I merged the patches, since it looks like my branch is older I didn't have chip->init_failed member and also seems there was a typo on ur side as there is no flush_work_sync, only flush_work which waits synchronously anyway.
Everything works fine when testing with maplyer running concurrently to PCI rescan cycle.
Can you be more specific what are those get/put calls, I am thinking about some waitqueue to wait on in rescan_prepare after setting snd_hdac_bus_freeze, on wakeup it checks that a counter dropped back to zero. Not sure on which entity to hang this counter ?
Andrey
On 2021-03-24 11:06 a.m., Takashi Iwai wrote:
On Wed, 24 Mar 2021 15:53:33 +0100, Andrey Grodzovsky wrote:
Appreciate you investing the effort in helping on this. I will start to merge it now as it doesn't apply cleanly on my branch.
If I understand correctly your main HW access prevention mechanism during the PCI prepare-rescan period is by bailing out on IOCTLs with the check of power state == SNDRV_CTL_POWER_D0 or waiting when a user process closes it's device file descriptor in patches 2 and 5. For command submission prevention you use the freeze flag from patch 6. If I haven't missed anything I don't see how those all protect when new device is plugged while any of those operations are already in flight. What prevents concurrent HW access from an IOCTL already running and HW suspend and MMIO unampping in rescan_preapre which starts after IOCTL began ?
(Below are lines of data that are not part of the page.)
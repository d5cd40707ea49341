//! Per-task resource ledger.
//!
//! Every task carries a stack of owned resources, each with a finaliser.
//! The finaliser runs at most once, automatically, when the owning task
//! terminates abnormally while the entry is still held. Terminating
//! normally with a held entry also runs the finaliser but is reported as a
//! resource leak, which is fatal.
//!
//! Gifting a resource at spawn time duplicates the ledger entry: giver and
//! receiver each hold one, and each must disown independently. The
//! underlying finaliser cell is shared and take-once, so duplication never
//! makes it run twice.

use crate::error::Fatal;
use crate::runtime::domain;
use crate::runtime::mailbox::Message;
use crate::types::{ResourceUid, TaskId};
use core::fmt;
use parking_lot::Mutex;
use std::sync::Arc;
use tracing::debug;

/// Shared backing cell of one resource: current owner plus the take-once
/// finaliser.
pub(crate) struct ResourceCell {
    pub(crate) uid: ResourceUid,
    owner: Mutex<TaskId>,
    finalize: Mutex<Option<Box<dyn FnOnce() + Send>>>,
}

impl ResourceCell {
    pub(crate) fn new(
        uid: ResourceUid,
        owner: TaskId,
        finalize: Box<dyn FnOnce() + Send>,
    ) -> Arc<Self> {
        Arc::new(Self {
            uid,
            owner: Mutex::new(owner),
            finalize: Mutex::new(Some(finalize)),
        })
    }

    pub(crate) fn owner(&self) -> TaskId {
        *self.owner.lock()
    }

    pub(crate) fn set_owner(&self, owner: TaskId) {
        *self.owner.lock() = owner;
    }

    /// Runs the finaliser if it has not run yet.
    pub(crate) fn run_finalizer(&self) {
        let finalize = self.finalize.lock().take();
        if let Some(finalize) = finalize {
            finalize();
        }
    }
}

impl fmt::Debug for ResourceCell {
    fn fmt(&self, f: &mut fmt::Formatter<'_>) -> fmt::Result {
        f.debug_struct("ResourceCell")
            .field("uid", &self.uid)
            .field("owner", &self.owner())
            .finish_non_exhaustive()
    }
}

/// State of one ledger entry, per holding task.
#[derive(Debug, Clone, Copy, PartialEq, Eq)]
pub(crate) enum EntryState {
    /// Still the holder's responsibility.
    Held,
    /// Explicitly released; the finaliser will not run for this holder.
    Disowned,
    /// Moved up to the parent; a stub remains for ownership checks.
    Transferred,
}

pub(crate) struct Entry {
    pub(crate) cell: Arc<ResourceCell>,
    pub(crate) state: EntryState,
}

/// The per-task resource stack, in acquisition order.
#[derive(Default)]
pub(crate) struct Ledger {
    entries: Vec<Entry>,
}

impl Ledger {
    pub(crate) fn push_held(&mut self, cell: Arc<ResourceCell>) {
        self.entries.push(Entry {
            cell,
            state: EntryState::Held,
        });
    }

    /// Most recent entry for the uid, if any.
    fn find_mut(&mut self, uid: ResourceUid) -> Option<&mut Entry> {
        self.entries.iter_mut().rev().find(|e| e.cell.uid == uid)
    }

    fn mark(&mut self, uid: ResourceUid, state: EntryState) -> bool {
        match self.find_mut(uid) {
            Some(entry) if entry.state == EntryState::Held => {
                entry.state = state;
                true
            }
            _ => false,
        }
    }

    pub(crate) fn len(&self) -> usize {
        self.entries.len()
    }

    /// Earliest-acquired entry still held, for leak reporting.
    pub(crate) fn first_held(&self) -> Option<ResourceUid> {
        self.entries
            .iter()
            .find(|e| e.state == EntryState::Held)
            .map(|e| e.cell.uid)
    }

    /// Marks every held entry disowned and hands back its cell, in reverse
    /// acquisition order. The executor runs the finalisers afterwards,
    /// outside any task context.
    pub(crate) fn collect_held(&mut self) -> Vec<Arc<ResourceCell>> {
        let mut cells = Vec::new();
        for entry in self.entries.iter_mut().rev() {
            if entry.state == EntryState::Held {
                entry.state = EntryState::Disowned;
                cells.push(Arc::clone(&entry.cell));
            }
        }
        cells
    }

    /// Reaps held entries after an abnormal termination, in reverse
    /// acquisition order. Never fatal.
    #[cfg(test)]
    pub(crate) fn reap_abnormal(&mut self) {
        for cell in self.collect_held() {
            cell.run_finalizer();
        }
    }

    /// Reaps held entries after a normal termination. Finalisers still run
    /// (reverse order), but any held entry is a leak; the earliest-acquired
    /// one is returned for the fatal report.
    #[cfg(test)]
    pub(crate) fn drain_normal(&mut self) -> Option<ResourceUid> {
        let leaked = self.first_held();
        self.reap_abnormal();
        leaked
    }
}

impl fmt::Debug for Ledger {
    fn fmt(&self, f: &mut fmt::Formatter<'_>) -> fmt::Result {
        f.debug_struct("Ledger").field("entries", &self.entries.len()).finish()
    }
}

/// A cloneable handle to an owned resource.
///
/// Handles are plain references; the authoritative owner lives in the
/// shared cell and moves with [`transfer`] and spawn-time gifts.
#[derive(Clone)]
pub struct Resource {
    uid: ResourceUid,
    cell: Arc<ResourceCell>,
}

impl Resource {
    /// The resource's identifier.
    #[must_use]
    pub fn uid(&self) -> ResourceUid {
        self.uid
    }

    pub(crate) fn cell(&self) -> &Arc<ResourceCell> {
        &self.cell
    }
}

impl fmt::Debug for Resource {
    fn fmt(&self, f: &mut fmt::Formatter<'_>) -> fmt::Result {
        f.debug_struct("Resource").field("uid", &self.uid).finish_non_exhaustive()
    }
}

impl fmt::Display for Resource {
    fn fmt(&self, f: &mut fmt::Formatter<'_>) -> fmt::Result {
        write!(f, "{}", self.uid)
    }
}

/// Registers a finaliser with the current task and returns its handle.
///
/// The finaliser runs exactly once if the task fails or is cancelled while
/// the resource is held. It must not call back into the scheduler.
///
/// # Panics
///
/// Panics when called outside a task.
pub fn own(finalize: impl FnOnce() + Send + 'static) -> Resource {
    domain::with_ctx(|ctx| {
        let current = ctx.current_task_id();
        let uid = ctx.shared().next_resource_uid();
        let cell = ResourceCell::new(uid, current, Box::new(finalize));
        ctx.ledger_mut(current.uid).push_held(Arc::clone(&cell));
        Resource { uid, cell }
    })
}

/// Releases the current task from the resource. The finaliser is skipped.
///
/// Judged against the caller's own ledger, not the shared owner: after a
/// gift, giver and receiver each hold a duplicate entry and each must
/// disown theirs. Fatal with *not-owner* when the caller holds no live
/// entry for the resource.
pub fn disown(resource: &Resource) {
    domain::with_ctx(|ctx| {
        let current = ctx.current_task_id();
        if !ctx
            .ledger_mut(current.uid)
            .mark(resource.uid, EntryState::Disowned)
        {
            Fatal::NotOwner {
                caller: current,
                resource: resource.uid,
            }
            .raise();
        }
    });
}

/// Moves responsibility for the resource to the current task's parent.
///
/// A transferred stub stays in the caller's ledger, so a later
/// [`check`] by the caller fails with *not-owner* rather than reporting an
/// unknown handle.
///
/// # Panics
///
/// Panics when called from the root task, which has no parent.
pub fn transfer(resource: &Resource) {
    domain::with_ctx(|ctx| {
        let current = ctx.current_task_id();
        check_owner(current, resource);
        let parent = ctx
            .task_parent(current.uid)
            .unwrap_or_else(|| panic!("attent: transfer from the root task"));
        if !ctx
            .ledger_mut(current.uid)
            .mark(resource.uid, EntryState::Transferred)
        {
            Fatal::NotOwner {
                caller: current,
                resource: resource.uid,
            }
            .raise();
        }
        resource.cell.set_owner(parent);
        if parent.domain == ctx.domain_id() {
            match ctx.try_ledger_mut(parent.uid) {
                Some(ledger) => ledger.push_held(Arc::clone(&resource.cell)),
                None => {
                    debug!(resource = %resource.uid, parent = %parent, "transfer to settled parent");
                    resource.cell.run_finalizer();
                }
            }
        } else {
            let home = ctx
                .parent_home(current.uid)
                .expect("cross-domain parent always has a mailbox");
            home.post(Message::Adopt {
                parent: parent.uid,
                cell: Arc::clone(&resource.cell),
            });
        }
    });
}

/// Fails with *not-owner* unless the current task owns the resource.
pub fn check(resource: &Resource) {
    domain::with_ctx(|ctx| {
        let current = ctx.current_task_id();
        check_owner(current, resource);
    });
}

fn check_owner(current: TaskId, resource: &Resource) {
    if resource.cell.owner() != current {
        Fatal::NotOwner {
            caller: current,
            resource: resource.uid,
        }
        .raise();
    }
}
The call of snd_pcm_suspend_all() is the key. That puts all PCM streams in the stopped and suspended state. And the codec devices as well as the controller device will be put into the suspended state. So, for the PCM side, this should be fine with it, I guess.
However, after sending the patches, I noticed that they won't suffice for the pending control calls. For the control get/put callbacks that have been pending before setting the power_state=D3hot, they would still kick off the runtime PM and bad things may happen. Due to that, the bus.frozen flag won't work reliably, I'm afraid.
So, in that part, we need the code to sync the execution of the pending get/put calls in addition. Maybe refcounting the control ioctls that are involved with get/put calls (SNDRV_CTL_IOCTL_ELEM_READ, _WRITE, maybe with _TLV_READ, too) and wait for those ioctls finishing before actually starting the codec suspend procedure.
Takashi